Kjell zog einen Schlüssel aus der Tasche und öffnete den rechten Teil der großen Flügeltür. Mit pochendem Herzen sah Riley einer warmen Eingangshalle entgegen. Der helle Marmor bedeckte nicht nur den Boden, sondern erhob sich in Form weiterer Säulen bis in den nächsten Stock. Auch die breite Treppe, die nach oben führte, war aus Marmor. Ein roter Teppich kam die Stufen herunter wie ein blutroter Wasserfall.
„Wahnsinn“, flüsterte Riley. Kjell trat zur Seite und machte eine einladende Geste mit dem Arm. Zitternd und mit weichen Knien folgte Riley der Einladung und trat an dem Mann vorbei ins Haus. Sofort umfing ihn Wärme und sogar die Stimme des unsichtbaren Engelchens verstummte endlich.
Riley wartete darauf, dass jemand kam und ihn neugierig musterte. Eine Frau oder Kinder. Vielleicht ein Lebensgefährte. Aber es blieb still im Haus. Natürlich. Wahrscheinlich schliefen alle.
„Zieh die nassen Kleider aus“, sagte Kjell, nachdem er die Tür geschlossen hatte. „Ich hole dir was Trockenes. Aber mach mir hier nicht alles nass.“
Er verschwand durch einen schlichten Torbogen in eine Art Esszimmer, ging um die Ecke und war nicht mehr zu sehen. Riley sah sich weiter um. Er begann damit, sich aus seiner nassen Hose zu schälen, ohne sich von der Stelle zu rühren. Die Jeans klebte widerspenstig an seinen schlanken Beinen. Als er sie endlich losgeworden war, warf er sie etwas zögernd neben die Tür vor einen Heizkörper. Die Socken folgten und schließlich warf er auch das Shirt zu den anderen Klamotten. Sein Blick fiel auf einen Spiegel, der gegenüber dem Durchgang an der Wand hing und bis zum Boden reichte. Eine magere Gestalt sah Riley entgegen. Das rot-braune Haar hing ihm nass ins Gesicht, die blauen Augen wirkten müde und träge. Vereinzelte Sommersprossen zogen sich über seine Nase und seine Wangen. Riley wandte sich von seinem Spiegelbild ab. Genau in dem Moment kehrte Kjell zurück. In der Hand hielt er einen Bademantel. Als er ihn ansah, stockte er und musterte ihn mit einem undefinierbaren Lächeln. Sofort schlug Riley das Herz wieder bis zum Hals.

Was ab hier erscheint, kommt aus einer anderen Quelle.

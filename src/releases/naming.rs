//! Search names

use regex::Regex;
use std::sync::LazyLock;

#[allow(clippy::expect_used)]
static EXTENSION: LazyLock<Regex> = LazyLock::new(|| {
    Regex::new(
        r"(?i)\.(part\d{1,4}\.rar|vol\d{1,4}[+-]\d{1,4}\.par2|par2|r\d{2,3}|rar|nfo|sfv|nzb|zip|7z|\d{3}|mkv|avi|mp4|m4v|wmv|ts|iso|img|bin|cue|mp3|flac|m4a|epub|mobi|pdf|exe)$",
    )
    .expect("extension pattern is valid")
});

/// Clean a Binary name into the Release search name
///
/// Quotes and a trailing file extension are dropped, dots and underscores
/// become spaces and runs of whitespace collapse to one.
pub fn clean_release_name(name: &str) -> String {
    let unquoted: String = name.chars().filter(|c| !matches!(c, '"' | '\'')).collect();
    let trimmed = unquoted.trim();
    let stem = EXTENSION.replace(trimmed, "");
    let spaced = stem.replace(['.', '_'], " ");
    spaced.split_whitespace().collect::<Vec<_>>().join(" ")
}
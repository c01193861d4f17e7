//! Category tree lookups.

use crate::types::CategoryId;
use crate::{Error, Result};

use super::{CategoryRow, Database};

impl Database {
    /// Every category, parents before their children
    pub async fn categories(&self) -> Result<Vec<CategoryRow>> {
        sqlx::query_as::<_, CategoryRow>(
            "SELECT id, name, parent_id FROM categories ORDER BY COALESCE(parent_id, id), id",
        )
        .fetch_all(&self.pool)
        .await
        .map_err(|e| Error::query("Failed to list categories", e))
    }

    /// A category and its parent, if it has one
    pub async fn category_with_parent(
        &self,
        id: CategoryId,
    ) -> Result<Option<(CategoryRow, Option<CategoryRow>)>> {
        let Some(category) = self.category(id).await? else {
            return Ok(None);
        };
        let parent = match category.parent_id {
            Some(parent_id) => self.category(parent_id).await?,
            None => None,
        };
        Ok(Some((category, parent)))
    }

    async fn category(&self, id: CategoryId) -> Result<Option<CategoryRow>> {
        sqlx::query_as::<_, CategoryRow>("SELECT id, name, parent_id FROM categories WHERE id = ?")
            .bind(id)
            .fetch_optional(&self.pool)
            .await
            .map_err(|e| Error::query("Failed to get category", e))
    }
}
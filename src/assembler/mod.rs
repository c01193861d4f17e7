//! Binary assembly
//!
//! Parts waiting in the store are matched against the rule set and merged
//! into Binaries keyed by resolved name. Each page of parts is merged in
//! memory first, then written with one upsert per Binary.

pub mod resolve;
pub mod rules;

pub use resolve::{BinaryKey, Resolution, parse_parts};
pub use rules::{Rule, RuleMatch, RuleSet, Scope};

use chrono::{Duration, Utc};
use std::collections::BTreeMap;
use std::collections::btree_map::Entry;

use crate::db::Database;
use crate::merge::Merge;
use crate::types::{AssemblyStats, Binary};
use crate::{Error, Result};

/// Parts loaded per assembly page
const PAGE_SIZE: i64 = 1000;

// Optional trailing volume extension, kept out of the `name` capture so every
// volume of a posting resolves to the same Binary.
macro_rules! volume_extension {
    () => {
        r"(?:\.(?:part\d{1,4}\.rar|vol\d{1,4}\+\d{1,4}\.par2|par2|r\d{2,3}|rar|nfo|sfv|nzb|zip|7z|\d{3}))?"
    };
}

/// A rule seeded into a fresh database
#[derive(Debug, Clone, Copy)]
pub struct DefaultRule {
    /// Pattern with named captures
    pub pattern: &'static str,
    /// Evaluation order
    pub ordinal: i64,
    /// What the rule recognizes
    pub description: &'static str,
}

/// Wildcard rules covering the common posting styles
pub const DEFAULT_RULES: &[DefaultRule] = &[
    DefaultRule {
        pattern: r"^\[(?P<reqid>\d{4,8})\]-\[.*?\]-\[.*?\]-\[ ?(?P<name>.+?) ?\]-\[(?P<parts>\d{1,4}/\d{1,4})\]",
        ordinal: 10,
        description: "request-id postings: [reqid]-[tag]-[channel]-[ name ]-[nn/nn]",
    },
    DefaultRule {
        pattern: concat!(
            r#"^.*?[\[(]?(?P<parts>\d{1,4}\s*(?:/|of)\s*\d{1,4})[\])]?.*?"(?P<name>.+?)"#,
            volume_extension!(),
            r#"""#
        ),
        ordinal: 100,
        description: "part counter followed by a quoted filename",
    },
    DefaultRule {
        pattern: concat!(r#""(?P<name>.+?)"#, volume_extension!(), r#"""#),
        ordinal: 200,
        description: "quoted filename without a part counter",
    },
    DefaultRule {
        pattern: concat!(
            r#"^(?P<name>[^"\[\]]+?)"#,
            volume_extension!(),
            r"(?:\s+yEnc)?\s*$"
        ),
        ordinal: 300,
        description: "bare subject used as the name",
    },
];

/// Matches store Parts to Binaries
pub struct Assembler {
    rules: RuleSet,
    missing_parts_grace: Duration,
}

impl Assembler {
    /// Create an assembler over an already loaded rule set
    pub fn new(rules: RuleSet, missing_parts_grace: std::time::Duration) -> Result<Self> {
        let missing_parts_grace = Duration::from_std(missing_parts_grace).map_err(|e| {
            Error::config("postprocess.missing_parts_grace", e.to_string())
        })?;
        Ok(Self {
            rules,
            missing_parts_grace,
        })
    }

    /// Load the active rules from the store
    pub async fn load(db: &Database, missing_parts_grace: std::time::Duration) -> Result<Self> {
        let rules = db
            .active_regexes()
            .await?
            .into_iter()
            .map(Rule::from)
            .collect();
        Self::new(RuleSet::new(rules), missing_parts_grace)
    }

    /// The rule set in use
    pub fn rules(&self) -> &RuleSet {
        &self.rules
    }

    /// Run one assembly pass over every unassigned Part
    ///
    /// Store write failures abort the pass; parts already attached stay
    /// attached and the rest are picked up by the next pass.
    pub async fn assemble(&self, db: &Database) -> Result<AssemblyStats> {
        let mut stats = AssemblyStats::default();
        let now = Utc::now();
        let mut cursor = 0;

        loop {
            let page = db.unassigned_parts(cursor, PAGE_SIZE).await?;
            let Some(last) = page.last() else {
                break;
            };
            cursor = last.id;

            let mut binaries: BTreeMap<String, Binary> = BTreeMap::new();
            let mut unmatched = Vec::new();
            let mut retired = Vec::new();

            for part in &page {
                stats.parts_seen += 1;
                match resolve::resolve(
                    &self.rules,
                    part,
                    now,
                    self.missing_parts_grace,
                    &mut retired,
                ) {
                    Resolution::Resolved(key) => {
                        stats.parts_assembled += 1;
                        let binary = key.into_binary(part);
                        match binaries.entry(binary.name.clone()) {
                            Entry::Occupied(mut existing) => existing.get_mut().merge(binary),
                            Entry::Vacant(slot) => {
                                slot.insert(binary);
                            }
                        }
                    }
                    Resolution::Unmatched => {
                        tracing::debug!(subject = %part.subject, group = %part.group_name, "no rule matched part");
                        unmatched.push(part.id);
                    }
                    Resolution::Deferred => stats.deferred += 1,
                }
            }

            for rule_id in retired {
                db.disable_regex(rule_id).await?;
                stats.rules_retired += 1;
            }

            for binary in binaries.values() {
                let binary_id = db.upsert_binary(binary).await?;
                db.attach_parts(binary_id, &binary.parts).await?;
                stats.binaries += 1;
            }

            stats.unmatched += unmatched.len() as u64;
            db.mark_parts_unmatched(&unmatched).await?;
        }

        tracing::info!(
            parts = stats.parts_seen,
            assembled = stats.parts_assembled,
            unmatched = stats.unmatched,
            deferred = stats.deferred,
            binaries = stats.binaries,
            rules_retired = stats.rules_retired,
            "assembly pass complete"
        );

        Ok(stats)
    }
}
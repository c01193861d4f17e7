//! `nntp-rs` backed [`NewsSource`]

use super::{GroupRange, NewsSource, OverviewRow, SessionFactory};
use crate::config::ServerConfig;
use crate::error::{Error, Result, ScanError};
use chrono::{DateTime, NaiveDateTime, Utc};
use nntp_rs::{NntpClient, NntpError, XoverEntry};
use std::sync::Arc;

// 423: no article with that number / no articles in that range
const NO_SUCH_ARTICLE_NUMBER: u16 = 423;

/// One authenticated NNTP connection
///
/// A dropped or broken connection is reopened on the next call and the
/// previously selected group is selected again.
pub struct NntpSession {
    config: Arc<nntp_rs::ServerConfig>,
    client: Option<NntpClient>,
    group: Option<String>,
}

impl NntpSession {
    /// Connect (and authenticate when credentials are configured)
    pub async fn connect(config: Arc<nntp_rs::ServerConfig>) -> Result<Self> {
        let client = open_client(&config).await?;
        Ok(Self {
            config,
            client: Some(client),
            group: None,
        })
    }

    async fn client(&mut self) -> Result<&mut NntpClient> {
        if self.client.as_ref().is_none_or(|c| c.is_broken()) {
            tracing::debug!(host = %self.config.host, "Reconnecting NNTP session");
            self.client = None;
            let mut client = open_client(&self.config).await?;
            if let Some(group) = &self.group {
                client.select_group(group).await?;
            }
            self.client = Some(client);
        }
        self.client
            .as_mut()
            .ok_or_else(|| Error::Other("NNTP session has no connection".to_string()))
    }

    // Transport-level failures poison the connection; the next call reconnects.
    fn note_failure(&mut self, e: &NntpError) {
        if matches!(
            e,
            NntpError::Io(_)
                | NntpError::Timeout
                | NntpError::ConnectionClosed
                | NntpError::Tls(_)
                | NntpError::NoGroupSelected
        ) {
            self.client = None;
        }
    }
}

async fn open_client(config: &Arc<nntp_rs::ServerConfig>) -> Result<NntpClient> {
    let mut client = NntpClient::connect(config.clone()).await?;
    if !config.username.is_empty() {
        client.authenticate().await?;
    }
    Ok(client)
}

#[async_trait::async_trait]
impl NewsSource for NntpSession {
    async fn select_group(&mut self, group: &str) -> Result<GroupRange> {
        let result = self.client().await?.select_group(group).await;
        match result {
            Ok(info) => {
                self.group = Some(group.to_string());
                Ok(GroupRange {
                    count: info.count,
                    first: info.first,
                    last: info.last,
                })
            }
            Err(NntpError::NoSuchGroup(_)) => Err(ScanError::GroupUnavailable {
                group: group.to_string(),
                reason: "no such group".to_string(),
            }
            .into()),
            Err(e) => {
                self.note_failure(&e);
                Err(e.into())
            }
        }
    }

    async fn fetch_overview(&mut self, start: u64, end: u64) -> Result<Vec<OverviewRow>> {
        let range = format!("{}-{}", start, end);
        let result = self.client().await?.over(&range).await;
        match result {
            Ok(entries) => Ok(entries.into_iter().map(overview_row).collect()),
            Err(NntpError::Protocol {
                code: NO_SUCH_ARTICLE_NUMBER,
                ..
            }) => Ok(Vec::new()),
            Err(e) => {
                self.note_failure(&e);
                Err(e.into())
            }
        }
    }

    async fn article_date(&mut self, article_number: u64) -> Result<Option<DateTime<Utc>>> {
        let result = self
            .client()
            .await?
            .over(&article_number.to_string())
            .await;
        match result {
            Ok(entries) => Ok(entries
                .into_iter()
                .find(|e| e.article_number == article_number)
                .and_then(|e| nntp_rs::parse_date(&e.date).ok())),
            Err(NntpError::InvalidArticleNumber)
            | Err(NntpError::NoSuchArticle(_))
            | Err(NntpError::Protocol {
                code: NO_SUCH_ARTICLE_NUMBER,
                ..
            }) => Ok(None),
            Err(e) => {
                self.note_failure(&e);
                Err(e.into())
            }
        }
    }

    async fn server_time(&mut self) -> Result<DateTime<Utc>> {
        let result = self.client().await?.date().await;
        match result {
            Ok(stamp) => Ok(parse_server_date(&stamp).unwrap_or_else(|| {
                tracing::debug!(stamp = %stamp, "Unparseable DATE response, using local clock");
                Utc::now()
            })),
            Err(e) => {
                self.note_failure(&e);
                Err(e.into())
            }
        }
    }
}

fn overview_row(entry: XoverEntry) -> OverviewRow {
    OverviewRow {
        article_number: entry.article_number,
        subject: decode_header(&entry.subject),
        poster: decode_header(&entry.author),
        date: nntp_rs::parse_date(&entry.date).ok(),
        message_id: entry.message_id,
        bytes: entry.bytes as u64,
    }
}

// Plain headers are passed through untouched so raw UTF-8 survives.
fn decode_header(raw: &str) -> String {
    if raw.contains("=?") {
        nntp_rs::encoded_words::decode_header_value(raw)
    } else {
        raw.to_string()
    }
}

fn parse_server_date(stamp: &str) -> Option<DateTime<Utc>> {
    NaiveDateTime::parse_from_str(stamp, "%Y%m%d%H%M%S")
        .ok()
        .map(|naive| naive.and_utc())
}

/// Opens [`NntpSession`]s against one configured server
pub struct NntpSessionFactory {
    config: Arc<nntp_rs::ServerConfig>,
}

impl NntpSessionFactory {
    /// Create a factory for the given server
    pub fn new(server: ServerConfig) -> Self {
        Self {
            config: Arc::new(server.into()),
        }
    }
}

#[async_trait::async_trait]
impl SessionFactory for NntpSessionFactory {
    async fn open(&self) -> Result<Box<dyn NewsSource>> {
        let session = NntpSession::connect(self.config.clone()).await?;
        Ok(Box::new(session))
    }
}
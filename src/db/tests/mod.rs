mod groups;
mod migrations;
mod parts;
//! Assembly rule set
//!
//! Rules are loaded once per cycle and never mutated except for the retired
//! flag: a rule whose pattern cannot be compiled is tombstoned in place and
//! reported so the store can disable it for good.

use regex::{Regex, RegexBuilder};
use std::sync::OnceLock;
use std::sync::atomic::{AtomicBool, Ordering};

use crate::db::RegexRow;
use crate::types::CategoryId;

/// Group scope of a rule
#[derive(Debug, Clone, PartialEq, Eq)]
pub enum Scope {
    /// Applies to every group (`*`)
    Any,
    /// Applies to one exact group name
    Group(String),
}

impl Scope {
    fn parse(group: &str) -> Self {
        if group == "*" {
            Scope::Any
        } else {
            Scope::Group(group.to_string())
        }
    }

    fn applies_to(&self, group: &str) -> bool {
        match self {
            Scope::Any => true,
            Scope::Group(name) => name == group,
        }
    }
}

/// A subject-parsing rule with named captures `name`, `reqid` and `parts`
#[derive(Debug)]
pub struct Rule {
    /// Store id
    pub id: i64,
    /// Group scope
    pub scope: Scope,
    /// Evaluation order, ascending
    pub ordinal: i64,
    /// Category hint recorded on Binaries this rule creates
    pub category_hint: Option<CategoryId>,
    pattern: String,
    compiled: OnceLock<Option<Regex>>,
    retired: AtomicBool,
}

impl Rule {
    /// Build a rule; the pattern is compiled on first use
    pub fn new(
        id: i64,
        scope: Scope,
        pattern: impl Into<String>,
        ordinal: i64,
        category_hint: Option<CategoryId>,
    ) -> Self {
        Self {
            id,
            scope,
            ordinal,
            category_hint,
            pattern: pattern.into(),
            compiled: OnceLock::new(),
            retired: AtomicBool::new(false),
        }
    }

    /// Whether the rule has been tombstoned
    pub fn is_retired(&self) -> bool {
        self.retired.load(Ordering::Relaxed)
    }

    fn regex(&self) -> Option<&Regex> {
        self.compiled
            .get_or_init(|| {
                match RegexBuilder::new(&self.pattern).case_insensitive(true).build() {
                    Ok(regex) => Some(regex),
                    Err(e) => {
                        tracing::warn!(
                            rule_id = self.id,
                            pattern = %self.pattern,
                            error = %e,
                            "assembly rule failed to compile, retiring it"
                        );
                        None
                    }
                }
            })
            .as_ref()
    }
}

impl From<RegexRow> for Rule {
    fn from(row: RegexRow) -> Self {
        Rule::new(
            row.id,
            Scope::parse(&row.group_name),
            row.pattern,
            row.ordinal,
            row.category_id,
        )
    }
}

/// Captures produced by the first matching rule
#[derive(Debug, Clone, PartialEq, Eq)]
pub struct RuleMatch {
    /// Rule that matched
    pub rule_id: i64,
    /// Category hint of that rule
    pub category_hint: Option<CategoryId>,
    /// `name` capture, trimmed, if non-empty
    pub name: Option<String>,
    /// `reqid` capture, if non-empty
    pub req_id: Option<String>,
    /// Raw `parts` capture, if non-empty
    pub parts: Option<String>,
}

/// Ordered, immutable collection of assembly rules
#[derive(Debug, Default)]
pub struct RuleSet {
    rules: Vec<Rule>,
}

impl RuleSet {
    /// Build a rule set, ordering rules by ordinal then id
    pub fn new(mut rules: Vec<Rule>) -> Self {
        rules.sort_by_key(|rule| (rule.ordinal, rule.id));
        Self { rules }
    }

    /// Number of rules, retired ones included
    pub fn len(&self) -> usize {
        self.rules.len()
    }

    /// Whether the set has no rules at all
    pub fn is_empty(&self) -> bool {
        self.rules.is_empty()
    }

    /// Try every applicable rule in order; the first match wins
    ///
    /// Rules that fail to compile are retired and their ids pushed onto
    /// `retired`; matching continues with the next rule.
    pub fn find(&self, subject: &str, group: &str, retired: &mut Vec<i64>) -> Option<RuleMatch> {
        for rule in &self.rules {
            if rule.is_retired() || !rule.scope.applies_to(group) {
                continue;
            }

            let Some(regex) = rule.regex() else {
                if !rule.retired.swap(true, Ordering::Relaxed) {
                    retired.push(rule.id);
                }
                continue;
            };

            let Some(captures) = regex.captures(subject) else {
                continue;
            };

            let capture = |key: &str| {
                captures
                    .name(key)
                    .map(|m| m.as_str().trim().to_string())
                    .filter(|s| !s.is_empty())
            };

            return Some(RuleMatch {
                rule_id: rule.id,
                category_hint: rule.category_hint,
                name: capture("name"),
                req_id: capture("reqid"),
                parts: capture("parts"),
            });
        }
        None
    }
}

„Du solltest die Unterhose auch ausziehen“, sagte Kjell und kam auf ihn zu. „Nicht, dass du dir eine Blasenentzündung holst. Sehr unangenehm.“
Er reichte ihm den weißen Bademantel. Riley griff danach. Er versuchte den dicken Kloß herunterzuschlucken, der sich in seiner Kehle bildete – ohne Erfolg. Beschämt wandte er sich ab und glitt in den Bademantel. Als er ihn zusammengezogen und geschlossen hatte, befreite er sich auch von den nassen Boxershorts.